Cirurgias plásticas e sonho europeu

Anghel e as demais travestis foram aliciadas nas redes sociais com promessas de cirurgias no rosto e no corpo e também de viagens a Itália e Espanha para concursos de beleza.

“Eu conheci essa casa por indicação no Facebook. Por outras meninas que já moravam na casa. No começo estava sendo ótimo, estava… nossa, maravilhoso! Mas ao passar do tempo eu fui vendo que não era nada daquilo que me disseram”, recorda Anghel.

A Polícia Federal descobriu ainda que responsáveis pelo esquema aplicavam nas vítimas próteses mamárias reutilizadas, vencidas ou de baixa qualidade e silicone industrial. O uso dessas substâncias nas pessoas é proibido pela Agência Nacional de Vigilância Sanitária (Anvisa).

O silicone industrial colocado pelas cafetinas no bumbum de Anghel escorreu para as pernas. Ela também teve o produto injetado nos lábios e no rosto, contraindo uma dívida por isso.

“Com essa dívida a gente descia na rua e tinha que fazer o dinheiro da dívida e mais o da diária. Que era em torno de R$ 170 todo dia”, conta Anghel, que fazia até cinco programas sexuais por dia para poder pagar os débitos.

Prostituição e novas oportunidades

“O que faz a maioria das meninas caírem na rua e se prostituir é a falta de oportunidade”, afirma a transexual Milena Soares, de 29 anos, secretária do Nice.

No Brasil, a prostituição não é crime. Mas comete crime quem explora a prostituição, como era o caso dos cafetões e cafetinas alvos das duas operações federais.

“O que eu acho errado é os sonhos de mulheres transexuais e meninas serem interpelados por alguém que quer, em cima disso, escravizá-las.
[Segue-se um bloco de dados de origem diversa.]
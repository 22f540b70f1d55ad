use sea_orm::entity::prelude::*;
use serde::{Deserialize, Serialize};

use super::default_now;

#[derive(Clone, Debug, PartialEq, Eq, DeriveEntityModel, Serialize, Deserialize)]
#[sea_orm(table_name = "conversations")]
pub struct Model {
    #[sea_orm(primary_key)]
    pub id: i32,
    pub user_id: i32,
    #[sea_orm(column_type = "Text")]
    pub message: String,
    #[sea_orm(column_type = "Text")]
    pub response: String,
    pub timestamp: DateTimeUtc,
    #[sea_orm(column_type = "Text", nullable)]
    pub context: Option<String>,
}

#[derive(Copy, Clone, Debug, EnumIter, DeriveRelation)]
pub enum Relation {
    #[sea_orm(
        belongs_to = "super::users::Entity",
        from = "Column::UserId",
        to = "super::users::Column::Id"
    )]
    User,
}

impl Related<super::users::Entity> for Entity {
    fn to() -> RelationDef {
        Relation::User.def()
    }
}

#[async_trait::async_trait]
impl ActiveModelBehavior for ActiveModel {
    async fn before_save<C>(mut self, _db: &C, insert: bool) -> Result<Self, DbErr>
    where
        C: ConnectionTrait,
    {
        if insert {
            default_now(&mut self.timestamp);
        }
        Ok(self)
    }
}
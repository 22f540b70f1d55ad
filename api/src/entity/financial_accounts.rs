use sea_orm::entity::prelude::*;
use sea_orm::ActiveValue::{NotSet, Set};
use serde::{Deserialize, Serialize};

use super::default_now;

#[derive(Clone, Debug, PartialEq, DeriveEntityModel, Serialize, Deserialize)]
#[sea_orm(table_name = "financial_accounts")]
pub struct Model {
    #[sea_orm(primary_key)]
    pub id: i32,
    pub user_id: i32,
    pub institution_name: String,
    pub account_type: String,
    /// Redacted account identifier, e.g. `****1234`
    pub account_number_masked: String,
    #[sea_orm(column_type = "Double")]
    pub balance: f64,
    pub created_at: DateTimeUtc,
    pub is_active: bool,
}

#[derive(Copy, Clone, Debug, EnumIter, DeriveRelation)]
pub enum Relation {
    #[sea_orm(
        belongs_to = "super::users::Entity",
        from = "Column::UserId",
        to = "super::users::Column::Id"
    )]
    User,
    #[sea_orm(has_many = "super::transactions::Entity")]
    Transactions,
}

impl Related<super::users::Entity> for Entity {
    fn to() -> RelationDef {
        Relation::User.def()
    }
}

impl Related<super::transactions::Entity> for Entity {
    fn to() -> RelationDef {
        Relation::Transactions.def()
    }
}

#[async_trait::async_trait]
impl ActiveModelBehavior for ActiveModel {
    async fn before_save<C>(mut self, _db: &C, insert: bool) -> Result<Self, DbErr>
    where
        C: ConnectionTrait,
    {
        if insert {
            default_now(&mut self.created_at);
            if let NotSet = self.balance {
                self.balance = Set(0.0);
            }
            if let NotSet = self.is_active {
                self.is_active = Set(true);
            }
        }
        Ok(self)
    }
}
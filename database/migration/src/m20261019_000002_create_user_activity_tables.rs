use sea_orm_migration::prelude::*;

use crate::Users;

#[derive(DeriveMigrationName)]
pub struct Migration;

#[async_trait::async_trait]
impl MigrationTrait for Migration {
    async fn up(&self, manager: &SchemaManager) -> Result<(), DbErr> {
        if !manager.has_table("conversations").await? {
            manager
                .create_table(
                    Table::create()
                        .table(Conversations::Table)
                        .if_not_exists()
                        .col(
                            ColumnDef::new(Conversations::Id)
                                .integer()
                                .not_null()
                                .auto_increment()
                                .primary_key(),
                        )
                        .col(ColumnDef::new(Conversations::UserId).integer().not_null())
                        .col(ColumnDef::new(Conversations::Message).text().not_null())
                        .col(ColumnDef::new(Conversations::Response).text().not_null())
                        .col(
                            ColumnDef::new(Conversations::Timestamp)
                                .timestamp_with_time_zone()
                                .not_null()
                                .default(Expr::current_timestamp()),
                        )
                        .col(ColumnDef::new(Conversations::Context).text().null())
                        .foreign_key(
                            ForeignKey::create()
                                .name("fk_conversations_user_id")
                                .from(Conversations::Table, Conversations::UserId)
                                .to(Users::Table, Users::Id),
                        )
                        .to_owned(),
                )
                .await?;
        }

        if !manager.has_table("notifications").await? {
            manager
                .create_table(
                    Table::create()
                        .table(Notifications::Table)
                        .if_not_exists()
                        .col(
                            ColumnDef::new(Notifications::Id)
                                .integer()
                                .not_null()
                                .auto_increment()
                                .primary_key(),
                        )
                        .col(ColumnDef::new(Notifications::UserId).integer().not_null())
                        .col(
                            ColumnDef::new(Notifications::Title)
                                .string_len(200)
                                .not_null(),
                        )
                        .col(ColumnDef::new(Notifications::Message).text().not_null())
                        .col(
                            ColumnDef::new(Notifications::NotificationType)
                                .string_len(50)
                                .not_null(),
                        )
                        .col(
                            ColumnDef::new(Notifications::IsRead)
                                .boolean()
                                .not_null()
                                .default(false),
                        )
                        .col(
                            ColumnDef::new(Notifications::CreatedAt)
                                .timestamp_with_time_zone()
                                .not_null()
                                .default(Expr::current_timestamp()),
                        )
                        .col(
                            ColumnDef::new(Notifications::ReadAt)
                                .timestamp_with_time_zone()
                                .null(),
                        )
                        .foreign_key(
                            ForeignKey::create()
                                .name("fk_notifications_user_id")
                                .from(Notifications::Table, Notifications::UserId)
                                .to(Users::Table, Users::Id),
                        )
                        .to_owned(),
                )
                .await?;
        }

        if !manager.has_table("mood_entries").await? {
            manager
                .create_table(
                    Table::create()
                        .table(MoodEntries::Table)
                        .if_not_exists()
                        .col(
                            ColumnDef::new(MoodEntries::Id)
                                .integer()
                                .not_null()
                                .auto_increment()
                                .primary_key(),
                        )
                        .col(ColumnDef::new(MoodEntries::UserId).integer().not_null())
                        // Both ratings are on a 1-10 scale
                        .col(
                            ColumnDef::new(MoodEntries::MoodRating)
                                .integer()
                                .not_null()
                                .check(Expr::col(MoodEntries::MoodRating).between(1, 10)),
                        )
                        .col(
                            ColumnDef::new(MoodEntries::EnergyLevel)
                                .integer()
                                .not_null()
                                .check(Expr::col(MoodEntries::EnergyLevel).between(1, 10)),
                        )
                        .col(ColumnDef::new(MoodEntries::Notes).text().null())
                        .col(
                            ColumnDef::new(MoodEntries::EntryDate)
                                .timestamp_with_time_zone()
                                .not_null(),
                        )
                        .col(
                            ColumnDef::new(MoodEntries::CreatedAt)
                                .timestamp_with_time_zone()
                                .not_null()
                                .default(Expr::current_timestamp()),
                        )
                        .foreign_key(
                            ForeignKey::create()
                                .name("fk_mood_entries_user_id")
                                .from(MoodEntries::Table, MoodEntries::UserId)
                                .to(Users::Table, Users::Id),
                        )
                        .to_owned(),
                )
                .await?;
        }

        // Lookups are always per user
        manager
            .create_index(
                Index::create()
                    .name("idx_conversations_user_id")
                    .table(Conversations::Table)
                    .col(Conversations::UserId)
                    .if_not_exists()
                    .to_owned(),
            )
            .await?;

        manager
            .create_index(
                Index::create()
                    .name("idx_notifications_user_id")
                    .table(Notifications::Table)
                    .col(Notifications::UserId)
                    .if_not_exists()
                    .to_owned(),
            )
            .await?;

        manager
            .create_index(
                Index::create()
                    .name("idx_mood_entries_user_id")
                    .table(MoodEntries::Table)
                    .col(MoodEntries::UserId)
                    .if_not_exists()
                    .to_owned(),
            )
            .await?;

        Ok(())
    }

    async fn down(&self, manager: &SchemaManager) -> Result<(), DbErr> {
        manager
            .drop_table(Table::drop().table(MoodEntries::Table).if_exists().to_owned())
            .await?;

        manager
            .drop_table(
                Table::drop()
                    .table(Notifications::Table)
                    .if_exists()
                    .to_owned(),
            )
            .await?;

        manager
            .drop_table(
                Table::drop()
                    .table(Conversations::Table)
                    .if_exists()
                    .to_owned(),
            )
            .await?;

        Ok(())
    }
}

// Conversations table
#[derive(Iden)]
enum Conversations {
    Table,
    Id,
    UserId,
    Message,
    Response,
    Timestamp,
    Context,
}

// Notifications table
#[derive(Iden)]
enum Notifications {
    Table,
    Id,
    UserId,
    Title,
    Message,
    NotificationType,
    IsRead,
    CreatedAt,
    ReadAt,
}

// Mood entries table
#[derive(Iden)]
enum MoodEntries {
    Table,
    Id,
    UserId,
    MoodRating,
    EnergyLevel,
    Notes,
    EntryDate,
    CreatedAt,
}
Essas meninas perdem a vida, perdem a liberdade e ficam de um estado para o outro, de uma casa para outra, e nunca realizam o sonho”, lamenta Valéria.

Parte das vítimas resgatadas nas duas operações federais que aceitaram seguir para Francisco Morato conheceram o Nice. Anghel foi uma delas.

“Com certeza eu me sinto resgatada, porque essa operação mudou minha vida. No começo eu não tinha consciência de que estava sendo explorada”, diz Anghel, que faz estágio na ONG. “Eu consigo ser enxergada na sociedade agora. Que a gente seja vista na sociedade como pessoas normais, entendeu? Que abram portas de emprego para todas.”